Friday, July 24, 2009

Abstract Factory Design Pattern

Design Patterns:

Design patterns make it easier to reuse successful designs and architectures. Design patterns help you choose design alternatives that make a system reusable and avoid alternatives that compromise reusability. They help make a system independent of how its objects are created, composed, and represented

Abstract Design Pattern:
An abstract factory provides an interface for creating families of related objects without specifying their concrete classes.

Sometimes one wants to construct an instance of one of a suite of classes, deciding between the classes at the time of instantiation. In order to avoid duplicating the decision making everywhere an instance is created, we need a mechanism for creating instances of related classes without necessarily knowing which will be instantiated.

Create an Abstract Factory class to answer instances of concrete classes (usually subclasses). The class of the resultant instance is unknown to the client of the Abstract Factory.

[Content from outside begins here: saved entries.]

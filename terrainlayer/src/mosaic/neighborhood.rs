//! The 3×3 block of tiles around a center tile.

use crate::coord::{tile_bounds, tile_size_meters, MercatorBounds, TileCoord};
use crate::mosaic::MosaicError;

/// Tiles of a neighborhood as columns, west to east, each column north to
/// south. `columns[1][1]` is the center.
pub type Neighborhood = [[TileCoord; 3]; 3];

/// Lists the neighborhood of `center`.
///
/// Columns wrap around the antimeridian. A center in the first or last row
/// has no complete neighborhood.
pub fn neighborhood(center: &TileCoord) -> Result<Neighborhood, MosaicError> {
    let mut columns = [[*center; 3]; 3];
    for (col, dx) in (-1i64..=1).enumerate() {
        for (row, dy) in (-1i64..=1).enumerate() {
            columns[col][row] =
                center
                    .offset(dx, dy)
                    .ok_or_else(|| MosaicError::IncompleteNeighborhood {
                        center: *center,
                        reason: format!("row {} is outside the map", center.y as i64 + dy),
                        source: None,
                    })?;
        }
    }
    Ok(columns)
}

/// Projected extent of the neighborhood.
///
/// The extent is contiguous even when the columns wrap, so near the
/// antimeridian it reaches past the edge of the world.
pub fn neighborhood_bounds(center: &TileCoord) -> MercatorBounds {
    let b = tile_bounds(center);
    let size = tile_size_meters(center.zoom);
    MercatorBounds::new(b.min_x - size, b.min_y - size, b.max_x + size, b.max_y + size)
}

There are two types of Abstract Factory:

Simple Abstract Factory is an abstract class defining Factory methods to answer instances of concrete subclasses. The choice of which subclass to instantiate is completely defined by which method is used, and is unknown to the client.

The second form of Abstract Factory is an abstract class defining a common protocol of Factory methods. Concrete subclasses of the abstract factory implement this protocol to answer instances of the appropriate suite of classes.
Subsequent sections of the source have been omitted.